Volume Mode (volumeMode: Block)

Declares the volume mode. Block is useful for low-level storage needs, but many use Filesystem for general applications.
Access Modes (accessModes)

Controls how pods can interact with the volume:
- ReadWriteOnce: Only one pod can mount it as read-write.
- ReadOnlyMany: Multiple pods can access it, but only in read-only mode.
- ReadWriteMany: Multiple pods can read and write simultaneously.
Host Path (hostPath)

Maps /data on the node as the volume’s storage location. type: DirectoryOrCreate ensures the directory exists.

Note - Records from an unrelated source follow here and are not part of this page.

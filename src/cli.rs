//! CLI argument parsing, validation, and startup helpers.

use crate::ServerConfig;
use crate::auth::{DEFAULT_PUBLIC_PATHS, DEFAULT_TOKEN_PARAM, validate_public_path};
use crate::clock::SystemClock;
use crate::credentials::{DEFAULT_USER, StaticCredentials, validate_user_spec};
use crate::rate_limit::DEFAULT_ISSUE_PER_MINUTE;
use crate::tokens::TokenPolicy;
use clap::Parser;
use std::num::NonZeroU32;
use std::sync::Arc;
use tracing::{error, info};

const MIN_SECRET_LENGTH: usize = 32;

const SECRET_ENV: &str = "TOKEN_SECRET";

#[derive(clap::ValueEnum, Clone, Debug, Default)]
pub enum LogFormat {
    #[default]
    Pretty,
    Json,
    Compact,
}

#[derive(Parser, Debug, Clone)]
#[command(
    name = "Tollgate",
    about = "Stateless token authentication gateway"
)]
pub struct Args {
    /// Port to listen on
    #[arg(short, long, default_value = "8080")]
    pub port: u16,

    /// Token lifetime: short (30 minutes) or long (30 days)
    #[arg(long, env = "TOKEN_PROFILE", default_value = "long")]
    pub profile: TokenPolicy,

    /// Request parameter carrying the token
    #[arg(long, default_value = DEFAULT_TOKEN_PARAM)]
    pub token_param: String,

    /// Path reachable without a token (repeatable). Supports `/dir/**` and `prefix*`
    #[arg(long = "public-path", value_parser = validate_public_path,
        default_values_t = DEFAULT_PUBLIC_PATHS.iter().map(|p| p.to_string()).collect::<Vec<_>>())]
    pub public_paths: Vec<String>,

    /// Account as name:password:role1,role2 (repeatable)
    #[arg(long = "user", value_parser = validate_user_spec,
        default_values_t = [DEFAULT_USER.to_string()])]
    pub users: Vec<String>,

    /// Token requests allowed per identity per minute
    #[arg(long, default_value_t = NonZeroU32::new(DEFAULT_ISSUE_PER_MINUTE).unwrap_or(NonZeroU32::MIN))]
    pub issue_rate_per_minute: NonZeroU32,

    /// Path to file containing the signing secret. Prefer using TOKEN_SECRET env var instead
    #[arg(long)]
    pub secret_file: Option<String>,

    /// Log output format
    #[arg(short, long, default_value = "pretty")]
    pub log_format: LogFormat,
}

/// Initialize logging based on the specified format.
pub fn init_logging(format: &LogFormat) {
    match format {
        LogFormat::Pretty => tracing_subscriber::fmt::init(),
        LogFormat::Json => tracing_subscriber::fmt().json().init(),
        LogFormat::Compact => tracing_subscriber::fmt().compact().init(),
    }
}

/// Load the signing secret from environment variable or file.
/// Returns None and logs an error if the secret cannot be loaded.
pub fn load_secret(secret_file: Option<&str>) -> Option<String> {
    let secret = if let Ok(secret) = std::env::var(SECRET_ENV) {
        // Clear the environment variable to prevent leaking
        // SAFETY: We're single-threaded at this point during startup,
        // and no other code is reading this environment variable.
        unsafe { std::env::remove_var(SECRET_ENV) };
        secret
    } else if let Some(path) = secret_file {
        match std::fs::read_to_string(path) {
            Ok(content) => content.trim().to_string(),
            Err(e) => {
                error!(path = %path, error = %e, "Failed to read secret file");
                return None;
            }
        }
    } else {
        error!(
            "Signing secret is required. Set {} environment variable (recommended) or use --secret-file",
            SECRET_ENV
        );
        return None;
    };

    check_secret(&secret).map_err(|e| error!("{}", e)).ok()?;

    Some(secret)
}

fn check_secret(secret: &str) -> Result<(), String> {
    if secret.len() < MIN_SECRET_LENGTH {
        return Err(format!(
            "Signing secret is shorter than {} bytes. Use a longer secret",
            MIN_SECRET_LENGTH
        ));
    }
    Ok(())
}

/// Build ServerConfig from validated arguments.
/// Returns None and logs an error if the account list is unusable.
pub fn build_config(args: Args, secret: String) -> Option<ServerConfig> {
    let credentials = match StaticCredentials::from_specs(&args.users) {
        Ok(credentials) => credentials,
        Err(e) => {
            error!(error = %e, "Invalid user spec");
            return None;
        }
    };
    info!(users = credentials.len(), "Accounts loaded");

    Some(ServerConfig {
        secret: secret.into_bytes(),
        profile: args.profile,
        token_param: args.token_param,
        public_paths: args.public_paths,
        credentials: Arc::new(credentials),
        issue_rate_per_minute: args.issue_rate_per_minute,
        clock: Arc::new(SystemClock),
    })
}
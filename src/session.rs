//! In-memory key/value store with per-entry time-to-live.
//!
//! Every entry expires `ttl` after its last write; reads never extend it.
//! Growth is unbounded and eviction is purely time based: expired entries
//! read as absent immediately and are physically removed by
//! [`SessionStore::purge_expired`], which the background sweep calls.

use std::sync::Arc;
use std::time::Duration;

use dashmap::DashMap;

use crate::clock::Clock;

/// Key prefix for the token cache, keeping identities apart from other users
/// of a shared store.
pub const TOKEN_KEY_PREFIX: &str = "token_";

/// Key prefix for last-login records in the general cache.
pub const LOGIN_KEY_PREFIX: &str = "login_";

/// TTL of the general-purpose cache.
pub const GENERAL_CACHE_TTL: Duration = Duration::from_secs(30 * 60);

#[derive(Debug, Clone)]
struct Entry<V> {
    value: V,
    written_at: Duration,
}

/// Sharded TTL map. Cheap to clone; clones share the same entries.
#[derive(Clone)]
pub struct SessionStore<V> {
    entries: Arc<DashMap<String, Entry<V>>>,
    ttl: Duration,
    clock: Arc<dyn Clock>,
}

impl<V: Clone> SessionStore<V> {
    pub fn new(ttl: Duration, clock: Arc<dyn Clock>) -> Self {
        Self {
            entries: Arc::new(DashMap::new()),
            ttl,
            clock,
        }
    }

    pub fn ttl(&self) -> Duration {
        self.ttl
    }

    /// Insert or overwrite `key`, restarting its expiry clock.
    pub fn put(&self, key: impl Into<String>, value: V) {
        let written_at = self.clock.now();
        self.entries.insert(key.into(), Entry { value, written_at });
    }

    /// Value for `key`, unless it was never written or its TTL has elapsed.
    pub fn get_if_present(&self, key: &str) -> Option<V> {
        let now = self.clock.now();
        let entry = self.entries.get(key)?;
        if self.is_expired(&entry, now) {
            return None;
        }
        Some(entry.value.clone())
    }

    /// Drop every expired entry. Returns how many were removed.
    pub fn purge_expired(&self) -> usize {
        let now = self.clock.now();
        let before = self.entries.len();
        self.entries.retain(|_, entry| !self.is_expired(entry, now));
        before.saturating_sub(self.entries.len())
    }

    /// Number of stored entries, expired ones included until purged.
    pub fn len(&self) -> usize {
        self.entries.len()
    }

    pub fn is_empty(&self) -> bool {
        self.entries.is_empty()
    }

    fn is_expired(&self, entry: &Entry<V>, now: Duration) -> bool {
        now.saturating_sub(entry.written_at) >= self.ttl
    }
}

/// Cache key under which the live token for `identity` is kept.
pub fn token_key(identity: &str) -> String {
    format!("{}{}", TOKEN_KEY_PREFIX, identity)
}

/// Cache key for the last-login record of `identity`.
pub fn login_key(identity: &str) -> String {
    format!("{}{}", LOGIN_KEY_PREFIX, identity)
}

/// The two store instances the service runs with.
#[derive(Clone)]
pub struct SessionCaches {
    /// Short-lived general cache.
    pub general: SessionStore<String>,
    /// Identity -> live token. TTL follows the token policy.
    pub tokens: SessionStore<String>,
}

impl SessionCaches {
    pub fn new(token_ttl: Duration, clock: Arc<dyn Clock>) -> Self {
        Self {
            general: SessionStore::new(GENERAL_CACHE_TTL, clock.clone()),
            tokens: SessionStore::new(token_ttl, clock),
        }
    }
}

#[cfg(test)]
mod tests {
    use super::*;
    use crate::clock::ManualClock;

    const TTL: Duration = Duration::from_secs(60);

    fn store() -> (SessionStore<String>, Arc<ManualClock>) {
        let clock = Arc::new(ManualClock::at_secs(1_000));
        (SessionStore::new(TTL, clock.clone()), clock)
    }

    #[test]
    fn test_get_before_ttl_returns_value() {
        let (store, clock) = store();
        store.put("k", "v".to_string());

        clock.advance(TTL - Duration::from_millis(1));
        assert_eq!(store.get_if_present("k"), Some("v".to_string()));
    }

    #[test]
    fn test_get_at_ttl_returns_absent() {
        let (store, clock) = store();
        store.put("k", "v".to_string());

        clock.advance(TTL);
        assert_eq!(store.get_if_present("k"), None);
    }

    #[test]
    fn test_never_written_is_absent() {
        let (store, _) = store();
        assert_eq!(store.get_if_present("missing"), None);
    }

    #[test]
    fn test_put_overwrites_and_resets_clock() {
        let (store, clock) = store();
        store.put("k", "old".to_string());

        clock.advance(Duration::from_secs(50));
        store.put("k", "new".to_string());

        clock.advance(Duration::from_secs(50));
        assert_eq!(store.get_if_present("k"), Some("new".to_string()));
        assert_eq!(store.len(), 1);
    }

    #[test]
    fn test_reads_do_not_extend_ttl() {
        let (store, clock) = store();
        store.put("k", "v".to_string());

        clock.advance(Duration::from_secs(40));
        assert!(store.get_if_present("k").is_some());

        clock.advance(Duration::from_secs(20));
        assert_eq!(store.get_if_present("k"), None);
    }

    #[test]
    fn test_purge_expired_removes_only_expired() {
        let (store, clock) = store();
        store.put("old", "1".to_string());
        clock.advance(Duration::from_secs(30));
        store.put("fresh", "2".to_string());
        clock.advance(Duration::from_secs(30));

        assert_eq!(store.purge_expired(), 1);
        assert_eq!(store.len(), 1);
        assert_eq!(store.get_if_present("fresh"), Some("2".to_string()));
    }

    #[test]
    fn test_clones_share_entries() {
        let (store, _) = store();
        let other = store.clone();
        store.put("k", "v".to_string());
        assert_eq!(other.get_if_present("k"), Some("v".to_string()));
    }

    #[test]
    fn test_concurrent_writers_last_write_wins_per_key() {
        let (store, _) = store();
        let handles: Vec<_> = (0..8)
            .map(|i| {
                let store = store.clone();
                std::thread::spawn(move || {
                    for j in 0..100 {
                        store.put(format!("key-{}", i), format!("{}-{}", i, j));
                    }
                })
            })
            .collect();
        for handle in handles {
            handle.join().unwrap();
        }

        for i in 0..8 {
            assert_eq!(
                store.get_if_present(&format!("key-{}", i)),
                Some(format!("{}-99", i))
            );
        }
    }

    #[test]
    fn test_cache_keys_are_prefixed() {
        assert_eq!(token_key("jason"), "token_jason");
        assert_eq!(login_key("jason"), "login_jason");
    }
}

Claiming the Persistent Volume

A Persistent Volume Claim (PVC) requests a PV from Kubernetes and ensures a pod can access it. Define this in host-pvc.yaml:

apiVersion: v1
kind: PersistentVolumeClaim
metadata:
  name: host-pvc
spec:
  volumeName: host-pv
  accessModes:
    - ReadWriteOnce
  storageClassName: standard
  resources:
    requests:
      storage: 1Gi

Explanation

volumeName: host-pv

Directly references our previously created PV.
Access Modes (accessModes)

Specifies access rights, ensuring only one pod can write at a time.
Storage Class (storageClassName: standard)

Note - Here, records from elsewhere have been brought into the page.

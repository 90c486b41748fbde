//! Signed session token creation and verification.

use jsonwebtoken::{Algorithm, DecodingKey, EncodingKey, Header, Validation, errors::ErrorKind};
use serde::{Deserialize, Serialize};

use crate::auth::RoleSet;

/// Claims carried by every session token.
#[derive(Debug, Clone, PartialEq, Eq, Serialize, Deserialize)]
pub struct TokenClaims {
    /// Subject (identity the token was issued to)
    pub sub: String,
    /// Roles, comma-joined on the wire
    pub roles: RoleSet,
    /// Expiration time (Unix timestamp)
    pub exp: u64,
    /// JWT ID, unique per issued token
    pub jti: String,
}

/// Signs and verifies tokens with one HMAC key.
///
/// Built once at start-up and shared; keys are derived from the secret a
/// single time rather than per call.
#[derive(Clone)]
pub struct Signer {
    encoding_key: EncodingKey,
    decoding_key: DecodingKey,
    validation: Validation,
}

impl Signer {
    /// Create a new signer with the given secret.
    pub fn new(secret: &[u8]) -> Self {
        let mut validation = Validation::new(Algorithm::HS256);
        // Liveness is decided by the gate against its own clock.
        validation.validate_exp = false;
        validation.leeway = 0;

        Self {
            encoding_key: EncodingKey::from_secret(secret),
            decoding_key: DecodingKey::from_secret(secret),
            validation,
        }
    }

    /// Sign a token for `subject` holding `roles`, valid until `expires_at`
    /// (Unix seconds). Each call gets a fresh `jti`, so two tokens issued for
    /// the same identity within one second still differ.
    pub fn sign(
        &self,
        subject: &str,
        roles: &RoleSet,
        expires_at: u64,
    ) -> Result<String, SignerError> {
        let claims = TokenClaims {
            sub: subject.to_string(),
            roles: roles.clone(),
            exp: expires_at,
            jti: uuid::Uuid::new_v4().to_string(),
        };

        jsonwebtoken::encode(&Header::default(), &claims, &self.encoding_key)
            .map_err(SignerError::Encoding)
    }

    /// Check the signature and decode the claims. Expiry is not checked.
    pub fn verify(&self, token: &str) -> Result<TokenClaims, SignerError> {
        jsonwebtoken::decode::<TokenClaims>(token, &self.decoding_key, &self.validation)
            .map(|data| data.claims)
            .map_err(|e| match e.kind() {
                ErrorKind::InvalidSignature => SignerError::InvalidSignature,
                _ => SignerError::Malformed(e.to_string()),
            })
    }
}

/// Errors that can occur during token operations.
#[derive(Debug)]
pub enum SignerError {
    /// Error encoding the token
    Encoding(jsonwebtoken::errors::Error),
    /// Signature does not match the key
    InvalidSignature,
    /// Token could not be parsed into claims
    Malformed(String),
}

impl std::fmt::Display for SignerError {
    fn fmt(&self, f: &mut std::fmt::Formatter<'_>) -> std::fmt::Result {
        match self {
            SignerError::Encoding(e) => write!(f, "Failed to encode token: {}", e),
            SignerError::InvalidSignature => write!(f, "Token signature mismatch"),
            SignerError::Malformed(detail) => write!(f, "Malformed token: {}", detail),
        }
    }
}

impl std::error::Error for SignerError {}
//! Public-path allow-list.
//!
//! Pattern forms:
//! - `/index.html`: exact match
//! - `/static/**`: `/static` itself and anything below it
//! - `/api/pub*`: plain prefix match

/// Paths exempt from authentication when none are configured.
pub const DEFAULT_PUBLIC_PATHS: &[&str] = &["/api/token", "/static/**", "/index.html", "/"];

#[derive(Debug, Clone, PartialEq, Eq)]
enum PathPattern {
    Exact(String),
    Subtree(String),
    Prefix(String),
}

impl PathPattern {
    fn parse(pattern: &str) -> Self {
        if let Some(base) = pattern.strip_suffix("/**") {
            PathPattern::Subtree(base.to_string())
        } else if let Some(prefix) = pattern.strip_suffix('*') {
            PathPattern::Prefix(prefix.to_string())
        } else {
            PathPattern::Exact(pattern.to_string())
        }
    }

    fn matches(&self, path: &str) -> bool {
        match self {
            PathPattern::Exact(p) => path == p,
            PathPattern::Prefix(p) => path.starts_with(p.as_str()),
            PathPattern::Subtree(base) => {
                base.is_empty()
                    || path == base
                    || path
                        .strip_prefix(base.as_str())
                        .is_some_and(|rest| rest.starts_with('/'))
            }
        }
    }
}

/// Compiled set of public path patterns.
#[derive(Debug, Clone, PartialEq, Eq)]
pub struct PublicPaths {
    patterns: Vec<PathPattern>,
}

impl PublicPaths {
    pub fn new<I, S>(patterns: I) -> Self
    where
        I: IntoIterator<Item = S>,
        S: AsRef<str>,
    {
        Self {
            patterns: patterns
                .into_iter()
                .map(|p| PathPattern::parse(p.as_ref()))
                .collect(),
        }
    }

    pub fn is_public(&self, path: &str) -> bool {
        self.patterns.iter().any(|p| p.matches(path))
    }
}

impl Default for PublicPaths {
    fn default() -> Self {
        Self::new(DEFAULT_PUBLIC_PATHS)
    }
}

/// Validate a public path pattern from the command line.
pub fn validate_public_path(s: &str) -> Result<String, String> {
    if !s.starts_with('/') {
        return Err(format!("Public path must start with '/': {}", s));
    }
    if s.chars().any(|c| !c.is_ascii() || c.is_whitespace()) {
        return Err(format!("Public path contains invalid characters: {}", s));
    }
    if s.trim_end_matches('*').contains('*') {
        return Err(format!(
            "Wildcards are only allowed at the end of a public path: {}",
            s
        ));
    }
    Ok(s.to_string())
}
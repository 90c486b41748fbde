//! Axum extractors for the authenticated principal.

use axum::{extract::FromRequestParts, http::request::Parts};

use super::types::Principal;
use crate::error::{Failure, TokenError};

/// Extractor for handlers behind the gate.
///
/// Reads the [`Principal`] the gate attached. A handler mounted on a public
/// path gets no principal and is rejected as if the token were missing.
pub struct Auth(pub Principal);

impl Auth {
    /// Role-string check for handlers with a role requirement.
    pub fn require_role(&self, role: &str) -> Result<&Principal, Failure> {
        if self.0.has_role(role) {
            Ok(&self.0)
        } else {
            tracing::debug!(identity = %self.0.identity, role, "Missing required role");
            Err(Failure::Forbidden)
        }
    }
}

impl<S> FromRequestParts<S> for Auth
where
    S: Send + Sync,
{
    type Rejection = Failure;

    async fn from_request_parts(parts: &mut Parts, _state: &S) -> Result<Self, Self::Rejection> {
        parts
            .extensions
            .get::<Principal>()
            .cloned()
            .map(Auth)
            .ok_or(Failure::Token(TokenError::Missing))
    }
}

Defines the underlying storage provisioner. If using cloud services like AWS or GCP, this would be different (e.g., gp2 for AWS).
Resource Requests (resources.requests.storage: 1Gi)

Requests 1GiB of storage from an available PV.

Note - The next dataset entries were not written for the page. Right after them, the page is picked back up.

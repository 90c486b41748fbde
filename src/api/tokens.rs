//! Token API endpoints.
//!
//! - POST `/token` - Exchange `user_name` and `password` for a token
//! - GET `/refresh-token` - Exchange the presented token for a new one

use axum::{
    Router,
    extract::State,
    middleware,
    routing::{get, post},
};

use super::ApiState;
use crate::auth::Auth;
use crate::error::{ApiResult, Envelope};
use crate::rate_limit::{IDENTITY_PARAM, IssueRateLimit, rate_limit_issue};
use crate::sanitize::Params;
use crate::tokens::IssuedToken;

const PASSWORD_PARAM: &str = "password";

pub fn router(state: ApiState, issue_limit: IssueRateLimit) -> Router {
    Router::new()
        .route(
            "/token",
            post(issue_token)
                .route_layer(middleware::from_fn_with_state(issue_limit, rate_limit_issue)),
        )
        .route("/refresh-token", get(refresh_token))
        .with_state(state)
}

/// Issue a token for valid credentials.
async fn issue_token(
    State(state): State<ApiState>,
    Params(params): Params,
) -> ApiResult<IssuedToken> {
    let identity = params.require(IDENTITY_PARAM)?;
    let password = params.require(PASSWORD_PARAM)?;

    state.tokens.issue(identity, password).map(Envelope::success)
}

/// Issue a new token for the caller. The presented token stops working.
async fn refresh_token(
    State(state): State<ApiState>,
    Auth(principal): Auth,
) -> ApiResult<IssuedToken> {
    state.tokens.refresh(&principal).map(Envelope::success)
}
//! Token authentication gate with role-string authorization.
//!
//! Tokens travel as a request parameter. The gate accepts a token only if
//! its signature is valid, it has not expired, and it is the exact token
//! currently cached for its identity, so issuing a new token for an identity
//! retires the previous one.

mod extractors;
mod gate;
mod paths;
mod types;

pub use extractors::Auth;
pub use gate::{AuthGate, DEFAULT_TOKEN_PARAM, require_token};
pub use paths::{DEFAULT_PUBLIC_PATHS, PublicPaths, validate_public_path};
pub use types::{AUTHORITY_PREFIX, Principal, ROLE_DELIMITER, RoleSet};
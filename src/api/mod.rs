mod demo;
mod tokens;

use axum::Router;
use std::sync::Arc;

use crate::rate_limit::IssueRateLimit;
use crate::tokens::TokenService;

/// State shared by every API handler.
#[derive(Clone)]
pub struct ApiState {
    pub tokens: Arc<TokenService>,
}

/// Create the API router. Mounted under `/api`.
pub fn create_api_router(tokens: Arc<TokenService>, issue_limit: IssueRateLimit) -> Router {
    let state = ApiState { tokens };

    Router::new()
        .merge(tokens::router(state.clone(), issue_limit))
        .merge(demo::router(state))
}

Integrating Persistent Volume into Kubernetes Deployment

Finally, update deployment.yaml to use the PVC:

apiVersion: apps/v1
kind: Deployment
metadata:
  name: story-deployment
spec:
  replicas: 2
  selector:
    matchLabels:
      app: story
  template:
    metadata:
      labels:
        app: story
    spec:
      containers:
        - name: story
          image: mayankcse1/kub-data-01-starting-setup-stories:1
          volumeMounts:
            - name: story-volume
              mountPath: /app/story
      volumes:
        - name: story-volume
          persistentVolumeClaim:
            claimName: host-pvc

Key Enhancements

We increased replicas to 2, ensuring multiple instances of our application run.
The PVC (host-pvc) is mounted inside the container at /app/story, making persistent storage accessible.

Why Persistent Volumes Matter in Multi-Node Clusters

Unlike hostPath, which binds storage to a single node, Persistent Volumes ensure data availability across multiple pods and nodes. Even if a pod fails and Kubernetes reschedules it on a new node, the data remains intact.

Summary

Moving from standard Docker Volumes to Kubernetes Volumes and finally to Persistent Volumes is essential for building scalable, cloud-ready applications.

For further exploration, refer to the official Kubernetes storage documentation.

With Persistent Volumes, your application's data survives pod failures, rescheduling, and multi-node deployments, making it reliable for production environments. Now you’re ready to manage stateful applications at scale.